JPS6057177B2 - Cathode ray tube manufacturing method - Google Patents

Description

DETAILED DESCRIPTION OF THE INVENTION The present invention relates to a method of manufacturing a cathode ray tube, and particularly to a baking process.

A cathode ray tube, particularly a color picture tube, displays a predetermined pattern of images by colliding an electron beam with the tip of the inner surface of the face plate that makes up the bulb, and is manufactured as follows. .

That is, a mixture of silicon native particles and a photosensitive binder (eg, polyvinyl alcohol and ammonium dichromate) is applied to the panel to form a fluorescent film. Then,
After applying an acrylic emulsion to the surface of this fluorescent film, a metal back is applied. Next, this panel is heat-treated at a high temperature in a furnace in order to decompose organic substances such as the polymer mixed with the silicon particles and the acrylic polymer used to apply the metal back. This is called panel baking. After passing through such steps, the panel and the funnel-shaped funnel are joined via solder glass, and in this state, heat treatment is performed at a high temperature in a furnace to solidify the solder glass. Thereby, the panel and the funnel can be integrated in a sealed state to form a valve. The above heat treatment is called frit baking. Furthermore, after attaching an electron gun to the neck of the valve, it is subjected to high temperature treatment. In this step, the organic matter remaining in the fluorescent film is decomposed without being decomposed by panel baking or frit baking, and the gas inside the bulb is exhausted to create a high vacuum inside the bulb. As is clear from the above processes, the conventional manufacturing method for color picture tubes requires a baking process three times, which consumes a large amount of energy, and also has the disadvantage that it cannot improve the mass productivity of color picture tubes. There is.

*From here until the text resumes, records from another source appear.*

impl ConfigDocument {
    /// Read the document at `path`, never failing.
    ///
    /// A missing, unreadable, or malformed file yields the defaults: a broken
    /// config must not stop anyone from launching a project.
    pub fn load(path: &Path) -> Self {
        if !path.exists() {
            debug!("No config at {}, using defaults", path.display());
            return Self::default();
        }

        match fs::read_to_string(path)
            .map_err(anyhow::Error::from)
            .and_then(|text| Self::from_json(&text))
        {
            Ok(document) => document,
            Err(e) => {
                warn!(
                    "Could not read config {}: {}. Using defaults",
                    path.display(),
                    e
                );
                Self::default()
            }
        }
    }

    /// Parse a document, applying the `recent_files` → `launcher_recents`
    /// migration before decoding.
    pub fn from_json(text: &str) -> anyhow::Result<Self> {
        let mut value: Value = serde_json::from_str(text)?;
        let object = value
            .as_object_mut()
            .ok_or_else(|| anyhow::anyhow!("Config root is not a JSON object"))?;

        if object.contains_key(LEGACY_RECENTS_KEY) && !object.contains_key(RECENTS_KEY) {
            if let Some(legacy) = object.remove(LEGACY_RECENTS_KEY) {
                debug!("Migrating '{}' to '{}'", LEGACY_RECENTS_KEY, RECENTS_KEY);
                object.insert(RECENTS_KEY.to_string(), legacy);
            }
        }

        Ok(Self::from_object(std::mem::take(object)))
    }

    fn from_object(mut object: Map<String, Value>) -> Self {
        let mut document = Self::default();

        take_value(&mut object, "version", &mut document.schema_version);
        take_list(&mut object, RECENTS_KEY, &mut document.launcher_recents);
        take_list(&mut object, "td_recents", &mut document.native_recents);
        take_value(
            &mut object,
            "td_recents_timestamp",
            &mut document.native_recents_synced_at,
        );
        take_list(&mut object, "templates", &mut document.templates);
        take_value(&mut object, "max_recent_files", &mut document.max_recent_files);
        take_value(
            &mut object,
            "confirm_remove_from_list",
            &mut document.confirm_removal,
        );
        take_value(&mut object, "show_icons", &mut document.show_icons);
        take_value(&mut object, "show_readme", &mut document.show_auxiliary_info);
        take_value(
            &mut object,
            "show_full_history",
            &mut document.show_merged_history,
        );
        take_value(
            &mut object,
            "has_prompted_file_assoc",
            &mut document.has_prompted_file_assoc,
        );

        document.extra = object;
        document
    }

    /// Write the document as pretty-printed JSON, creating the directory if
    /// needed. Returns false on any failure; nothing is retried.
    pub fn save(&self, path: &Path) -> bool {
        match self.write(path) {
            Ok(()) => true,
            Err(e) => {
                warn!("Could not save config {}: {}", path.display(), e);
                false
            }
        }
    }

    fn write(&self, path: &Path) -> anyhow::Result<()> {
        if let Some(dir) = path.parent() {
            fs::create_dir_all(dir)?;
        }
        let text = serde_json::to_string_pretty(self)?;
        fs::write(path, text)?;
        Ok(())
    }
}

/// Replace `slot` with the decoded value of `key`, keeping the default when
/// the value has the wrong shape.
fn take_value<T: DeserializeOwned>(object: &mut Map<String, Value>, key: &str, slot: &mut T) {
    let Some(value) = object.remove(key) else {
        return;
    };
    match serde_json::from_value(value) {
        Ok(decoded) => *slot = decoded,
        Err(e) => warn!("Ignoring config key '{}': {}", key, e),
    }
}

/// Decode a list entry by entry; entries that do not decode are dropped.
fn take_list<T: DeserializeOwned>(object: &mut Map<String, Value>, key: &str, slot: &mut Vec<T>) {
    let items = match object.remove(key) {
        Some(Value::Array(items)) => items,
        Some(other) => {
            warn!("Ignoring config key '{}': expected a list, found {}", key, other);
            return;
        }
        None => return,
    };

    *slot = items
        .into_iter()
        .filter_map(|item| match serde_json::from_value(item) {
            Ok(entry) => Some(entry),
            Err(e) => {
                warn!("Skipping malformed entry in '{}': {}", key, e);
                None
            }
        })
        .collect();
}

Therefore, an object of the present invention is to reduce the baking process to two by performing panel baking and frit baking almost simultaneously during the production of color picture tubes, thereby reducing energy consumption and facilitating the mass production of color picture tubes. This will be explained in detail below using examples.

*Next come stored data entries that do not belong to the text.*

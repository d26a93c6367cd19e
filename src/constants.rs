// Constants module for shared string constants

pub const CONFIG_FILE: &str = "config.json";
pub const PROJECT_EXTENSION: &str = "toe";

pub const DESIGNER_PRODUCT: &str = "TouchDesigner";
pub const PLAYER_PRODUCT: &str = "TouchPlayer";

pub const DOWNLOAD_BASE_URL: &str = "https://download.derivative.ca";

/// Schema version written into new configuration documents.
pub const SCHEMA_VERSION: u32 = 1;
pub const DEFAULT_MAX_RECENT_FILES: usize = 33;

/// Seconds between installed-version rescans while an installer is running.
pub const INSTALL_POLL_SECS: u64 = 3;

/// Registry key holding the runtime's own recent-files list (HKCU).
#[cfg_attr(not(windows), allow(dead_code))]
pub const NATIVE_RECENTS_KEY: &str = r"Software\Derivative\recent files";
/// Registry key prefix for installed products (HKLM), product name appended.
#[cfg_attr(not(windows), allow(dead_code))]
pub const INSTALLS_KEY: &str = r"SOFTWARE\Derivative";

/// Shared file list written by macOS for the runtime's recent documents.
pub const BOOKMARK_STORE: &str = "Library/Application Support/com.apple.sharedfilelist/com.apple.LSSharedFileList.ApplicationRecentDocuments/ca.derivative.touchdesigner.sfl4";
pub const MAC_APPLICATIONS_DIR: &str = "/Applications";
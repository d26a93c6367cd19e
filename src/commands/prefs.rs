// Prefs command for showing and changing preferences

use crate::commands::open_store;
use crate::config;
use crate::ui;

#[derive(Debug, Default)]
pub struct PrefChanges {
    pub max_recent: Option<usize>,
    pub confirm_removal: Option<bool>,
    pub merged_history: Option<bool>,
    pub show_icons: Option<bool>,
    pub show_info: Option<bool>,
}

pub fn prefs(changes: PrefChanges) -> anyhow::Result<()> {
    let mut store = open_store();

    if let Some(max) = changes.max_recent {
        if max == 0 {
            anyhow::bail!("--max-recent must be at least 1");
        }
        store.set_max_recent_files(max);
    }
    if let Some(value) = changes.confirm_removal {
        store.set_confirm_removal(value);
    }
    if let Some(value) = changes.merged_history {
        store.set_show_merged_history(value);
    }
    if let Some(value) = changes.show_icons {
        store.set_show_icons(value);
    }
    if let Some(value) = changes.show_info {
        store.set_show_auxiliary_info(value);
    }

    let document = store.document();
    ui::header(&format!("Preferences ({})", config::config_path().display()));
    ui::field("max-recent", &document.max_recent_files.to_string());
    ui::field("confirm-removal", &document.confirm_removal.to_string());
    ui::field("merged-history", &document.show_merged_history.to_string());
    ui::field("show-icons", &document.show_icons.to_string());
    ui::field("show-info", &document.show_auxiliary_info.to_string());
    Ok(())
}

FIG. 1 is a simplified structural diagram showing a method for manufacturing a cathode ray tube according to the present invention, and particularly shows the case where the present invention is applied to a color picture tube.

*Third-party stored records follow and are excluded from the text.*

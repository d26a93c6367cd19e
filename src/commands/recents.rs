// Recents command for listing and pruning project history

use crate::cli::RecentsAction;
use crate::commands::{entry_details, open_store};
use crate::document::EntrySource;
use crate::history::HistoryStore;
use crate::paths;
use crate::prompt;
use crate::ui;
use std::path::Path;

pub fn recents(action: Option<RecentsAction>, local: bool) -> anyhow::Result<()> {
    let mut store = open_store();

    match action {
        None => list(&store, local),
        Some(RecentsAction::Remove { path, yes }) => remove(&mut store, &path, yes),
        Some(RecentsAction::Clean) => {
            let removed = store.clear_missing_files();
            if removed == 0 {
                ui::success("No missing files in history");
            } else {
                ui::success(&format!("Removed {} missing file(s)", removed));
            }
            Ok(())
        }
        Some(RecentsAction::Clear { yes }) => {
            if !yes && !prompt::confirm("Clear all recent projects?", false) {
                ui::dim("Cancelled");
                return Ok(());
            }
            store.clear_recents();
            ui::success("Cleared recent projects");
            Ok(())
        }
    }
}

fn source_tag(source: EntrySource) -> &'static str {
    match source {
        EntrySource::Launcher => "launcher",
        EntrySource::Native => "td",
        EntrySource::Legacy => "legacy",
    }
}

fn list(store: &HistoryStore, local: bool) -> anyhow::Result<()> {
    let document = store.document();
    let entries = if local {
        store.reconciled_recents(false)
    } else {
        store.recents()
    };

    if entries.is_empty() {
        ui::dim("No recent projects");
        return Ok(());
    }

    for (i, entry) in entries.iter().enumerate() {
        ui::list_item(
            i + 1,
            source_tag(entry.source),
            &entry.path,
            &entry_details(&entry.path, document),
        );
    }
    Ok(())
}

/// Remove with the three-way confirmation unless the user has turned it off.
fn remove(store: &mut HistoryStore, path: &Path, yes: bool) -> anyhow::Result<()> {
    let target = paths::absolute_string(path);
    let listed = store
        .reconciled_recents(true)
        .iter()
        .any(|entry| paths::same_file(&entry.path, &target));
    if !listed {
        anyhow::bail!("{} is not in the recent projects", path.display());
    }

    if !yes && store.document().confirm_removal {
        let (confirmed, suppress) = prompt::confirm_removal(&paths::display_name(&target)).outcome();
        if !confirmed {
            if !ui::is_tty() {
                ui::dim("Cancelled (pass --yes to remove without a prompt)");
            } else {
                ui::dim("Cancelled");
            }
            return Ok(());
        }
        if suppress {
            store.set_confirm_removal(false);
        }
    }

    store.remove_recent_file(path);
    ui::success(&format!("Removed {}", target));
    Ok(())
}
// Installer hand-off and install-completion polling

use crate::document::{self, Timestamp};
use crate::platform::HostPlatform;
use crate::runtime::discovery::Installations;
use crate::runtime::version_key::VersionKey;
use anyhow::{Context, Result};
use log::{debug, info};
use std::path::Path;
use std::process::Command;
use std::time::Duration;

#[derive(Debug, Clone, PartialEq)]
pub enum InstallState {
    Idle,
    Pending { key: VersionKey, since: Timestamp },
}

/// Tracks one outstanding installer run.
///
/// There is no timeout: a pending install stays pending until its build shows
/// up in a rescan.
#[derive(Debug, Clone)]
pub struct InstallWatch {
    state: InstallState,
}

impl Default for InstallWatch {
    fn default() -> Self {
        Self::new()
    }
}

impl InstallWatch {
    pub fn new() -> Self {
        Self {
            state: InstallState::Idle,
        }
    }

    pub fn begin(&mut self, key: VersionKey) {
        debug!("Waiting for {} to be installed", key);
        self.state = InstallState::Pending {
            key,
            since: document::now(),
        };
    }

    pub fn pending_key(&self) -> Option<&VersionKey> {
        match &self.state {
            InstallState::Pending { key, .. } => Some(key),
            InstallState::Idle => None,
        }
    }

    /// Compare a fresh scan against the pending build. Returns the build and
    /// goes idle once it is installed.
    pub fn check(&mut self, installs: &Installations) -> Option<VersionKey> {
        let key = self.pending_key()?;
        if !installs.contains(key) {
            return None;
        }
        let key = key.clone();
        info!("{} is now installed", key);
        self.state = InstallState::Idle;
        Some(key)
    }

    /// Rescan every `interval` until the pending build appears.
    ///
    /// `on_tick` is handed the seconds spent waiting so far before each
    /// sleep. Returns immediately with `None` when nothing is pending.
    pub async fn wait(
        &mut self,
        interval: Duration,
        mut rescan: impl FnMut() -> Installations,
        mut on_tick: impl FnMut(u64),
    ) -> Option<VersionKey> {
        let since = match &self.state {
            InstallState::Pending { since, .. } => *since,
            InstallState::Idle => return None,
        };

        loop {
            if let Some(key) = self.check(&rescan()) {
                return Some(key);
            }
            let waited = (document::now() - since).max(0.0) as u64;
            on_tick(waited);
            tokio::time::sleep(interval).await;
        }
    }
}

/// Hand a downloaded installer to the OS.
///
/// macOS mounts disk images through `open`; elsewhere the installer is run
/// directly. Returns once the installer has been started.
pub fn open_installer(installer: &Path, platform: HostPlatform) -> Result<()> {
    if !installer.exists() {
        anyhow::bail!("Installer not found: {}", installer.display());
    }

    let mut command = match platform {
        HostPlatform::MacOs => {
            let mut command = Command::new("open");
            command.arg(installer);
            command
        }
        _ => Command::new(installer),
    };

    command
        .spawn()
        .with_context(|| format!("Failed to start installer {}", installer.display()))?;
    info!("Started installer {}", installer.display());
    Ok(())
}
// Url command for printing an installer download link

use crate::commands::parse_key;
use crate::platform::{CpuArch, HostPlatform};
use crate::runtime::download;
use crate::ui;

pub fn url(raw: &str) -> anyhow::Result<()> {
    let key = parse_key(raw);
    let url = download::installer_url(&key, HostPlatform::current(), CpuArch::current())
        .ok_or_else(|| anyhow::anyhow!("'{}' is not a Product.Year.Build key", raw))?;
    ui::plain(&url);
    Ok(())
}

In the figure, reference numeral 1 denotes a panel on which a fluorescent film, an acrylic film, and a metal back are sequentially applied on the inner surface, and a shadow mask is attached, and the panel has not yet been baked. In the present invention, a panel that has not been subjected to such panel baking is bonded to the opening of the funnel 3 via the solder glass 2, and is baked in a furnace. Baking in a closed container will not decompose the organic matter in the phosphor film enough, leaving a lot of organic residue in the phosphor film, and the lead oxide, which is a component of solder glass 2, will be reduced. The fusion will be incomplete. This is because the gas produced by the decomposition of the organic matter remains in the bulb, and at the same time there is a lack of oxygen, which prevents the decomposition of the organic matter and reduces the solder glass 2. Therefore, in order to solve the above-mentioned problems, in the present invention, a vibrator I5 is protruded from the container 4 as shown in the figure, this vibrator 5 is inserted from the neck 6 of the funnel 3, and the vibrator I5 is inserted into the container 4. A substance 7 that generates oxygen through thermal decomposition is contained in the container, and the entire container is baked in this state.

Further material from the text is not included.